→ BRIEF:
Exactly as written, copy the lines that run from the start of the data below to the line containing "exercise reconnect paths.", both ends included.

→ RECORDS SUPPLIED:
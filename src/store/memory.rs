//! In-process document store.
//!
//! Backs the `memory` backend and the test suites. Sessions can be severed
//! with [`MemoryConnector::drop_sessions`] or slowed with
//! [`MemoryConnector::stall_pings`] to exercise reconnect paths.

use super::{Filter, ParcelCollection, SortSpec, StoreConnector, StoreSession};
use crate::connection::config::StoreSettings;
use crate::core::{StoreError, StoreResult};
use async_trait::async_trait;
use mongodb::bson::oid::ObjectId;
use mongodb::bson::{Bson, Document};
use std::collections::HashMap;
use std::sync::atomic::{AtomicBool, AtomicU64, Ordering};
use std::sync::{Arc, Mutex, PoisonError};
use std::time::Duration;
use tokio::sync::RwLock;

/// Documents grouped by `database.collection`.
#[derive(Default)]
pub struct MemoryStore {
    collections: RwLock<HashMap<String, Vec<Document>>>,
}

impl MemoryStore {
    pub fn new() -> Self {
        Self::default()
    }

    /// Number of documents currently held in one collection.
    pub async fn count(&self, database: &str, name: &str) -> usize {
        let collections = self.collections.read().await;
        collections
            .get(&collection_key(database, name))
            .map_or(0, Vec::len)
    }

    /// Insert without going through a session, keeping any `_id` supplied.
    pub async fn seed(&self, database: &str, name: &str, document: Document) -> Bson {
        let mut document = document;
        let id = ensure_id(&mut document);
        let mut collections = self.collections.write().await;
        collections
            .entry(collection_key(database, name))
            .or_default()
            .push(document);
        id
    }
}

fn collection_key(database: &str, name: &str) -> String {
    format!("{database}.{name}")
}

fn ensure_id(document: &mut Document) -> Bson {
    if let Some(id) = document.get("_id") {
        return id.clone();
    }
    let id = Bson::ObjectId(ObjectId::new());
    let mut with_id = Document::new();
    with_id.insert("_id", id.clone());
    for (key, value) in std::mem::take(document) {
        with_id.insert(key, value);
    }
    *document = with_id;
    id
}

/// Hands out sessions over a shared [`MemoryStore`].
pub struct MemoryConnector {
    store: Arc<MemoryStore>,
    sessions: Mutex<Vec<Arc<MemorySession>>>,
    attempts: AtomicU64,
    connects: AtomicU64,
    refuse: AtomicBool,
    connect_delay: Duration,
    ping_delay_ms: Arc<AtomicU64>,
}

impl MemoryConnector {
    pub fn new() -> Self {
        Self::with_store(Arc::new(MemoryStore::new()))
    }

    pub fn with_store(store: Arc<MemoryStore>) -> Self {
        Self {
            store,
            sessions: Mutex::new(Vec::new()),
            attempts: AtomicU64::new(0),
            connects: AtomicU64::new(0),
            refuse: AtomicBool::new(false),
            connect_delay: Duration::ZERO,
            ping_delay_ms: Arc::new(AtomicU64::new(0)),
        }
    }

    /// Make every connect take at least `delay`.
    pub fn connect_delay(mut self, delay: Duration) -> Self {
        self.connect_delay = delay;
        self
    }

    pub fn store(&self) -> &Arc<MemoryStore> {
        &self.store
    }

    /// Number of connect calls that produced a session.
    pub fn connect_count(&self) -> u64 {
        self.connects.load(Ordering::SeqCst)
    }

    /// Number of connect calls, refused ones included.
    pub fn connect_attempts(&self) -> u64 {
        self.attempts.load(Ordering::SeqCst)
    }

    /// Sessions handed out and not yet severed.
    pub fn open_sessions(&self) -> usize {
        let sessions = self.sessions.lock().unwrap_or_else(PoisonError::into_inner);
        sessions
            .iter()
            .filter(|session| session.alive.load(Ordering::SeqCst))
            .count()
    }

    /// Make every ping, on existing and future sessions, take at least `delay`.
    /// `Duration::ZERO` restores immediate pings.
    pub fn stall_pings(&self, delay: Duration) {
        let millis = u64::try_from(delay.as_millis()).unwrap_or(u64::MAX);
        self.ping_delay_ms.store(millis, Ordering::SeqCst);
    }

    /// While set, connect attempts fail with a connectivity error.
    pub fn refuse_connections(&self, refuse: bool) {
        self.refuse.store(refuse, Ordering::SeqCst);
    }

    /// Sever every session handed out so far and forget them.
    pub fn drop_sessions(&self) {
        let mut sessions = self.sessions.lock().unwrap_or_else(PoisonError::into_inner);
        for session in sessions.drain(..) {
            session.alive.store(false, Ordering::SeqCst);
        }
    }
}

impl Default for MemoryConnector {
    fn default() -> Self {
        Self::new()
    }
}

#[async_trait]
impl StoreConnector for MemoryConnector {
    async fn connect(&self, _settings: &StoreSettings) -> StoreResult<Arc<dyn StoreSession>> {
        self.attempts.fetch_add(1, Ordering::SeqCst);
        if !self.connect_delay.is_zero() {
            tokio::time::sleep(self.connect_delay).await;
        }

        if self.refuse.load(Ordering::SeqCst) {
            return Err(StoreError::connectivity("memory store refused the connection"));
        }

        let id = self.connects.fetch_add(1, Ordering::SeqCst) + 1;
        let session = Arc::new(MemorySession {
            id,
            alive: Arc::new(AtomicBool::new(true)),
            ping_delay_ms: Arc::clone(&self.ping_delay_ms),
            store: Arc::clone(&self.store),
        });

        let mut sessions = self.sessions.lock().unwrap_or_else(PoisonError::into_inner);
        sessions.retain(|open| open.alive.load(Ordering::SeqCst));
        sessions.push(Arc::clone(&session));
        drop(sessions);

        Ok(session)
    }
}

pub struct MemorySession {
    id: u64,
    alive: Arc<AtomicBool>,
    ping_delay_ms: Arc<AtomicU64>,
    store: Arc<MemoryStore>,
}

fn ensure_alive(id: u64, alive: &AtomicBool) -> StoreResult<()> {
    if alive.load(Ordering::SeqCst) {
        Ok(())
    } else {
        Err(StoreError::connectivity(format!(
            "memory session {id} is closed"
        )))
    }
}

#[async_trait]
impl StoreSession for MemorySession {
    async fn ping(&self) -> StoreResult<()> {
        let delay = self.ping_delay_ms.load(Ordering::SeqCst);
        if delay > 0 {
            tokio::time::sleep(Duration::from_millis(delay)).await;
        }
        ensure_alive(self.id, &self.alive)
    }

    fn collection(&self, database: &str, name: &str) -> Arc<dyn ParcelCollection> {
        Arc::new(MemoryCollection {
            session_id: self.id,
            alive: Arc::clone(&self.alive),
            store: Arc::clone(&self.store),
            key: collection_key(database, name),
        })
    }
}

/// Collection view bound to the session that created it; closes with it.
pub struct MemoryCollection {
    session_id: u64,
    alive: Arc<AtomicBool>,
    store: Arc<MemoryStore>,
    key: String,
}

impl MemoryCollection {
    fn ensure_open(&self) -> StoreResult<()> {
        ensure_alive(self.session_id, &self.alive)
    }
}

#[async_trait]
impl ParcelCollection for MemoryCollection {
    async fn find(&self, filter: &Filter, sort: &SortSpec) -> StoreResult<Vec<Document>> {
        self.ensure_open()?;
        let matcher = filter.matcher();
        let collections = self.store.collections.read().await;
        let mut found: Vec<Document> = collections
            .get(&self.key)
            .map(|documents| {
                documents
                    .iter()
                    .filter(|document| matcher.matches(document))
                    .cloned()
                    .collect()
            })
            .unwrap_or_default();

        if !sort.is_empty() {
            found.sort_by(|left, right| sort.compare(left, right));
        }
        Ok(found)
    }

    async fn find_one(&self, filter: &Filter) -> StoreResult<Option<Document>> {
        self.ensure_open()?;
        let matcher = filter.matcher();
        let collections = self.store.collections.read().await;
        Ok(collections.get(&self.key).and_then(|documents| {
            documents
                .iter()
                .find(|document| matcher.matches(document))
                .cloned()
        }))
    }

    async fn insert_one(&self, document: Document) -> StoreResult<Bson> {
        self.ensure_open()?;
        let mut document = document;
        let id = ensure_id(&mut document);

        let mut collections = self.store.collections.write().await;
        let documents = collections.entry(self.key.clone()).or_default();
        if documents
            .iter()
            .any(|existing| existing.get("_id") == Some(&id))
        {
            return Err(StoreError::operation(format!(
                "duplicate key error: _id {id}"
            )));
        }
        documents.push(document);
        Ok(id)
    }

    async fn delete_one(&self, filter: &Filter) -> StoreResult<u64> {
        self.ensure_open()?;
        let matcher = filter.matcher();
        let mut collections = self.store.collections.write().await;
        let Some(documents) = collections.get_mut(&self.key) else {
            return Ok(0);
        };

        match documents.iter().position(|document| matcher.matches(document)) {
            Some(index) => {
                documents.remove(index);
                Ok(1)
            }
            None => Ok(0),
        }
    }
}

→ ANSWER TO THE PROBLEM:
filename src/store/memory.rs
//! In-process document store.
//!
//! Backs the `memory` backend and the test suites. Sessions can be severed
//! with [`MemoryConnector::drop_sessions`] or slowed with
//! [`MemoryConnector::stall_pings`] to exercise reconnect paths.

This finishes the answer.